Thursday, August 30, 2012

Can I get a close reading of the beginning of chapter 13 in the French Lieutenant's Woman?

Chapter 13 begins with a long digression on the nature of the story Fowles is writing. He argues that the story is a work of the imagination, but he speculates that his book might be a book of essays, or an autobiography instead. The problem Fowles is getting at here is the nature and motivation of his characters. He argues that his characters are autonomous; even though he is the author (he is thus “god-like” and omniscient), things in his book do not go according to plan. One example is Charles’s decision to leave Sarah and return to the dairy, even though the author “ordered” him to return to town.
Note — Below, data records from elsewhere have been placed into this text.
//! 应用配置：从 config/default.toml 与环境变量加载
//!
//! 加载顺序：先读 TOML 文件，再用环境变量 `RESEARCH__*` 覆盖（双下划线表示嵌套，如 `RESEARCH__LLM__PROVIDER=aliyun`）。
//! 运行期只读；研究相关参数经 ResearchConfig::from_app_config 钳制到合法范围。

use std::path::PathBuf;
use std::time::Duration;

use serde::Deserialize;

/// 应用配置根（对应 config/default.toml 的顶层）
#[derive(Debug, Clone, Deserialize, Default)]
#[serde(default)]
pub struct AppConfig {
    pub app: AppSection,
    pub llm: LlmSection,
    pub tools: ToolsSection,
    pub research: ResearchSection,
}

/// [app] 段：应用名、检查点数据库路径
#[derive(Debug, Clone, Deserialize, Default)]
pub struct AppSection {
    pub name: Option<String>,
    /// SQLite 检查点文件；未设置时使用内存存储（进程退出即丢失）
    pub checkpoint_db: Option<PathBuf>,
}

/// [llm] 段：提供方、模型与超时
#[derive(Debug, Clone, Deserialize)]
pub struct LlmSection {
    /// deepseek / openai / aliyun / mock
    #[serde(default = "default_provider")]
    pub provider: String,
    /// 未设置时使用提供方默认模型
    pub model: Option<String>,
    pub base_url: Option<String>,
    #[serde(default = "default_max_retries")]
    pub max_retries: u32,
    #[serde(default)]
    pub timeouts: LlmTimeoutsSection,
}

impl Default for LlmSection {
    fn default() -> Self {
        Self {
            provider: default_provider(),
            model: None,
            base_url: None,
            max_retries: default_max_retries(),
            timeouts: LlmTimeoutsSection::default(),
        }
    }
}

fn default_provider() -> String {
    "deepseek".to_string()
}

fn default_max_retries() -> u32 {
    3
}

#[derive(Debug, Clone, Deserialize)]
pub struct LlmTimeoutsSection {
    #[serde(default = "default_request_timeout")]
    pub request: u64,
}

impl Default for LlmTimeoutsSection {
    fn default() -> Self {
        Self {
            request: default_request_timeout(),
        }
    }
}

fn default_request_timeout() -> u64 {
    120
}

/// [tools] 段：工具超时与网页抓取
#[derive(Debug, Clone, Deserialize)]
pub struct ToolsSection {
    /// 单次工具调用超时（秒）
    #[serde(default = "default_tool_timeout_secs")]
    pub tool_timeout_secs: u64,
    #[serde(default)]
    pub fetch: FetchSection,
}

impl Default for ToolsSection {
    fn default() -> Self {
        Self {
            tool_timeout_secs: default_tool_timeout_secs(),
            fetch: FetchSection::default(),
        }
    }
}

fn default_tool_timeout_secs() -> u64 {
    30
}

/// [tools.fetch] 段：抓取 URL 的超时、最大字符数、允许的域名白名单（空表示不限制）
#[derive(Debug, Clone, Deserialize)]
pub struct FetchSection {
    #[serde(default = "default_fetch_timeout_secs")]
    pub timeout_secs: u64,
    #[serde(default = "default_max_result_chars")]
    pub max_result_chars: usize,
    #[serde(default)]
    pub allowed_domains: Vec<String>,
}

impl Default for FetchSection {
    fn default() -> Self {
        Self {
            timeout_secs: default_fetch_timeout_secs(),
            max_result_chars: default_max_result_chars(),
            allowed_domains: Vec::new(),
        }
    }
}

fn default_fetch_timeout_secs() -> u64 {
    15
}

fn default_max_result_chars() -> usize {
    8000
}

/// [research] 段：工作流参数（原始值，使用前经 ResearchConfig 钳制）
#[derive(Debug, Clone, Deserialize)]
pub struct ResearchSection {
    #[serde(default = "default_max_tool_calls")]
    pub max_tool_calls: u32,
    #[serde(default = "default_max_review_iterations")]
    pub max_review_iterations: u32,
    #[serde(default = "default_max_concurrent_researchers")]
    pub max_concurrent_researchers: usize,
    #[serde(default = "default_max_discover_iterations")]
    pub max_discover_iterations: u32,
    /// 澄清前的搜索轮数，0 表示关闭
    #[serde(default)]
    pub clarify_search_iterations: u32,
    #[serde(default = "default_true")]
    pub allow_clarification: bool,
    #[serde(default)]
    pub verbose: bool,
    /// 提示词覆盖目录（<dir>/<name>.txt）
    pub prompts_dir: Option<PathBuf>,
}

impl Default for ResearchSection {
    fn default() -> Self {
        Self {
            max_tool_calls: default_max_tool_calls(),
            max_review_iterations: default_max_review_iterations(),
            max_concurrent_researchers: default_max_concurrent_researchers(),
            max_discover_iterations: default_max_discover_iterations(),
            clarify_search_iterations: 0,
            allow_clarification: true,
            verbose: false,
            prompts_dir: None,
        }
    }
}

fn default_max_tool_calls() -> u32 {
    10
}

fn default_max_review_iterations() -> u32 {
    2
}

fn default_max_concurrent_researchers() -> usize {
    3
}

fn default_max_discover_iterations() -> u32 {
    5
}

fn default_true() -> bool {
    true
}

/// 一次运行使用的研究参数（已钳制，运行期只读）
#[derive(Debug, Clone)]
pub struct ResearchConfig {
    pub max_tool_calls: u32,
    pub max_review_iterations: u32,
    pub max_concurrent_researchers: usize,
    pub max_discover_iterations: u32,
    pub clarify_search_iterations: u32,
    pub allow_clarification: bool,
    pub verbose: bool,
    pub tool_timeout: Duration,
}

impl Default for ResearchConfig {
    fn default() -> Self {
        Self::from_section(&ResearchSection::default(), default_tool_timeout_secs())
    }
}

impl ResearchConfig {
    pub fn from_app_config(cfg: &AppConfig) -> Self {
        Self::from_section(&cfg.research, cfg.tools.tool_timeout_secs)
    }

    fn from_section(r: &ResearchSection, tool_timeout_secs: u64) -> Self {
        Self {
            max_tool_calls: r.max_tool_calls.clamp(1, 20),
            max_review_iterations: r.max_review_iterations.clamp(1, 10),
            max_concurrent_researchers: r.max_concurrent_researchers.clamp(1, 10),
            max_discover_iterations: r.max_discover_iterations.clamp(1, 10),
            clarify_search_iterations: r.clarify_search_iterations.min(2),
            allow_clarification: r.allow_clarification,
            verbose: r.verbose,
            tool_timeout: Duration::from_secs(tool_timeout_secs.max(1)),
        }
    }
}

/// 从 config 目录加载配置，环境变量 RESEARCH__* 可覆盖
///
/// 1. 按顺序查找 config/default.toml、../config/default.toml、default.toml，找到则作为第一源
/// 2. 若传入 config_path 且文件存在，则追加该文件（可覆盖前面的键）
/// 3. 最后叠加环境变量 RESEARCH__*（双下划线表示嵌套键）
pub fn load_config(config_path: Option<PathBuf>) -> Result<AppConfig, config::ConfigError> {
    let mut builder = config::Config::builder();

    let default_names = ["config/default", "../config/default", "default"];
    for name in default_names {
        let path = format!("{}.toml", name);
        if std::path::Path::new(&path).exists() {
            builder = builder.add_source(config::File::with_name(name).required(false));
            break;
        }
    }

    if let Some(ref path) = config_path {
        if path.exists() {
            builder = builder.add_source(config::File::from(path.clone()).required(false));
        }
    }

    builder = builder.add_source(
        config::Environment::with_prefix("RESEARCH")
            .separator("__")
            .try_parsing(true),
    );

    let c = builder.build()?;
    c.try_deserialize()
}

#[cfg(test)]
mod tests {
    use super::*;
    use std::io::Write;

    #[test]
    fn test_defaults() {
        let cfg = ResearchConfig::default();
        assert_eq!(cfg.max_tool_calls, 10);
        assert_eq!(cfg.max_review_iterations, 2);
        assert_eq!(cfg.max_concurrent_researchers, 3);
        assert_eq!(cfg.max_discover_iterations, 5);
        assert_eq!(cfg.clarify_search_iterations, 0);
        assert!(cfg.allow_clarification);
    }

    #[test]
    fn test_clamping() {
        let mut app = AppConfig::default();
        app.research.max_tool_calls = 0;
        app.research.max_review_iterations = 50;
        app.research.max_concurrent_researchers = 0;
        app.research.clarify_search_iterations = 9;
        let cfg = ResearchConfig::from_app_config(&app);
        assert_eq!(cfg.max_tool_calls, 1);
        assert_eq!(cfg.max_review_iterations, 10);
        assert_eq!(cfg.max_concurrent_researchers, 1);
        assert_eq!(cfg.clarify_search_iterations, 2);
    }

    #[test]
    fn test_load_from_explicit_file() {
        let mut file = tempfile::Builder::new().suffix(".toml").tempfile().unwrap();
        writeln!(
            file,
            "[llm]\nprovider = \"aliyun\"\n\n[research]\nmax_tool_calls = 4\nallow_clarification = false\n"
        )
        .unwrap();

        let cfg = load_config(Some(file.path().to_path_buf())).unwrap();
        assert_eq!(cfg.llm.provider, "aliyun");
        assert_eq!(cfg.research.max_tool_calls, 4);
        assert!(!cfg.research.allow_clarification);
        assert_eq!(cfg.research.max_review_iterations, 2);
    }
}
Fowles writes, “I must respect it [Charles’ decision], and disrespect all my quasi-divine plans for him, if I wish him to be real. In other words, to be free myself, I must give him, and Tina, and Sarah, even the abominable Mrs. Poulteney, their freedom as well. There is only one good definition of God: the freedom that allows other freedoms to exist. And I must conform to that definition.” Whatever the impulse that resulted in Charles going to the dairy, Fowles sees the role of the author as allowing such indeterminacy to occur. This calls into question the primacy of authorial intent in the book and suggests that the novel is actually a negotiation between the many different subjectivities or “voices” in the work. If each character is truly autonomous, then the question becomes this: "which subjectivity (if any) is telling the truth?" Is Sarah’s fall from the window her decision, or Fowles’s decision? The point of this part of the chapter is to call into question the “reliability” of both the author and the story he is telling.